Durante décadas, los aranceles fueron interpretados como una herramienta destinada a proteger industrias nacionales frente a la competencia extranjera. Su lógica parecía relativamente sencilla: encarecer las importaciones para favorecer la producción interna.

Sin embargo, esa explicación comienza a resultar insuficiente para visualizar la narrativa que nos sucede.

Las principales economías del mundo ya no compiten únicamente por vender más productos.
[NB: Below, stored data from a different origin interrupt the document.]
use crate::types::{DecoderParams, Interval, IntervalKind, Symbol};
use serde::{Deserialize, Serialize};
use tracing::trace;

// ITU ratios in units: inter-element gap, letter gap, word gap
const INTRA_GAP_UNITS: f64 = 1.0;
const LETTER_GAP_UNITS: f64 = 3.0;
const WORD_GAP_UNITS: f64 = 7.0;

#[derive(Debug, Clone, Copy, PartialEq, Eq, Serialize, Deserialize)]
#[serde(rename_all = "camelCase")]
pub enum ClassifierMethod {
    KMeans,
    FixedRatio,
}

#[derive(Debug, Clone, PartialEq, Serialize, Deserialize)]
pub struct Classification {
    pub symbols: Vec<Symbol>,
    /// Estimated dot length in samples
    pub unit: f64,
    pub method: ClassifierMethod,
}

/// Deterministic two-cluster k-means over one-dimensional values.
///
/// Seeds the centroids with the minimum and maximum so repeated runs agree.
/// Returns `(short, long)` centroids, or `None` when the values do not split
/// into two populated clusters at least `min_separation` apart (as a ratio).
pub fn two_means(values: &[f64], max_iterations: usize, min_separation: f64) -> Option<(f64, f64)> {
    if values.len() < 2 {
        return None;
    }

    let mut short = values.iter().cloned().fold(f64::INFINITY, f64::min);
    let mut long = values.iter().cloned().fold(f64::NEG_INFINITY, f64::max);
    if !(long > short) {
        return None;
    }

    for _ in 0..max_iterations {
        let (mut short_sum, mut short_count) = (0.0, 0usize);
        let (mut long_sum, mut long_count) = (0.0, 0usize);
        for &v in values {
            if (v - short).abs() <= (v - long).abs() {
                short_sum += v;
                short_count += 1;
            } else {
                long_sum += v;
                long_count += 1;
            }
        }
        if short_count == 0 || long_count == 0 {
            return None;
        }

        let next_short = short_sum / short_count as f64;
        let next_long = long_sum / long_count as f64;
        let converged = next_short == short && next_long == long;
        short = next_short;
        long = next_long;
        if converged {
            break;
        }
    }

    if short <= 0.0 || long / short < min_separation {
        return None;
    }
    Some((short, long))
}

fn nearest_gap(duration: f64, unit: f64) -> Symbol {
    let candidates = [
        (INTRA_GAP_UNITS, Symbol::IntraSpace),
        (LETTER_GAP_UNITS, Symbol::LetterSpace),
        (WORD_GAP_UNITS, Symbol::WordSpace),
    ];
    // Ties resolve to the shorter gap
    let mut best = candidates[0];
    for candidate in &candidates[1..] {
        if (duration - candidate.0 * unit).abs() < (duration - best.0 * unit).abs() {
            best = *candidate;
        }
    }
    best.1
}

fn classify_clustered(intervals: &[Interval], short: f64, long: f64) -> Vec<Symbol> {
    intervals
        .iter()
        .map(|interval| {
            let duration = interval.duration as f64;
            match interval.kind {
                IntervalKind::On => {
                    if (duration - short).abs() <= (duration - long).abs() {
                        Symbol::Dot
                    } else {
                        Symbol::Dash
                    }
                }
                IntervalKind::Off => nearest_gap(duration, short),
            }
        })
        .collect()
}

/// Fixed-ratio classification against the shortest observed interval.
///
/// Needs no iteration and no seeding, so the same intervals always give the
/// same symbols.
pub fn classify_fixed_ratio(intervals: &[Interval]) -> Classification {
    let unit = intervals
        .iter()
        .map(|i| i.duration)
        .filter(|&d| d > 0)
        .min()
        .unwrap_or(0) as f64;

    if unit == 0.0 {
        return Classification {
            symbols: Vec::new(),
            unit,
            method: ClassifierMethod::FixedRatio,
        };
    }

    let symbols = intervals
        .iter()
        .map(|interval| {
            let span = (interval.duration as f64 / unit).round() as usize;
            match interval.kind {
                IntervalKind::On if span >= 2 => Symbol::Dash,
                IntervalKind::On => Symbol::Dot,
                IntervalKind::Off if span == 3 => Symbol::LetterSpace,
                IntervalKind::Off if span > 3 => Symbol::WordSpace,
                IntervalKind::Off => Symbol::IntraSpace,
            }
        })
        .collect();

    Classification {
        symbols,
        unit,
        method: ClassifierMethod::FixedRatio,
    }
}

/// Classify on-intervals as dot/dash and off-intervals as gap types.
///
/// Clusters the on-interval lengths first; when they do not form two distinct
/// groups (e.g. a window holding only dots) the fixed-ratio rules apply.
pub fn classify(intervals: &[Interval], params: &DecoderParams) -> Classification {
    let on_durations: Vec<f64> = intervals
        .iter()
        .filter(|i| i.kind == IntervalKind::On)
        .map(|i| i.duration as f64)
        .collect();

    match two_means(
        &on_durations,
        params.kmeans_max_iterations,
        params.kmeans_min_separation,
    ) {
        Some((short, long)) => {
            trace!(short, long, "on-intervals clustered");
            Classification {
                symbols: classify_clustered(intervals, short, long),
                unit: short,
                method: ClassifierMethod::KMeans,
            }
        }
        None => {
            trace!(count = on_durations.len(), "clustering failed, using fixed ratios");
            classify_fixed_ratio(intervals)
        }
    }
}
Compiten por controlar las capacidades industriales que definirán el poder económico y tecnológico durante las próximas décadas.

En ese nuevo escenario, los aranceles dejan de ser una política comercial para convertirse en un instrumento geopolítico.

El regreso de la política industrial

Durante buena parte de la globalización se asumió que la eficiencia consistía en producir donde fuera más barato. Las cadenas de suministro atravesaban continentes y el comercio internacional parecía avanzar hacia una integración cada vez mayor.

Ese modelo permitió reducir costos, pero también generó nuevas dependencias estratégicas.

La pandemia, las tensiones entre Estados Unidos y China, la guerra en Ucrania y la creciente competencia tecnológica demostraron que la eficiencia económica no siempre coincide con la seguridad nacional.

A partir de entonces comenzó un proceso distinto.

La prioridad dejó de ser únicamente producir al menor costo posible. Ahora también importa dónde se produce, quién controla la tecnología, quién posee los minerales estratégicos y qué países pueden sostener su capacidad industrial durante una crisis.

Mucho más que impuestos comerciales

Desde esta perspectiva, los aranceles cumplen una función diferente.

No buscan únicamente reducir importaciones.

También incentivan la relocalización de industrias, modifican los incentivos de inversión, favorecen nuevas cadenas de suministro y aceleran la reconstrucción de sectores considerados estratégicos.

Por eso suelen aparecer acompañados de subsidios, incentivos fiscales, restricciones tecnológicas e inversiones públicas en infraestructura.

Ninguna de estas medidas opera de manera aislada.

Todas forman parte de una estrategia orientada a fortalecer la capacidad industrial del Estado.

Competencia por capacidad, no solo por comercio

La rivalidad entre las grandes potencias ya no consiste exclusivamente en quién exporta más.

La competencia comienza a desplazarse hacia una pregunta distinta:

¿Quién conservará la capacidad de fabricar los bienes críticos del siglo XXI?

Semiconductores, baterías, inteligencia artificial, minerales estratégicos, infraestructura energética y cadenas logísticas forman parte de una misma disputa.

Los aranceles representan únicamente una de las herramientas utilizadas para reorganizar ese mapa industrial.

Más allá de la noticia

Cada nuevo paquete arancelario suele interpretarse como una respuesta política de corto plazo.

Sin embargo, visto desde una perspectiva más amplia, forma parte de una transformación estructural.

La geopolítica del siglo XXI ya no gira exclusivamente alrededor del territorio o de la fuerza militar.

Cada vez depende más del control de la capacidad productiva.

Dicho con veneno editorial:

Al parecer, los aranceles ya no comienzan a entenderse únicamente como barreras comerciales.

Hoy funcionan como mecanismos para redistribuir industria, reducir dependencias estratégicas y reorganizar el equilibrio del poder internacional.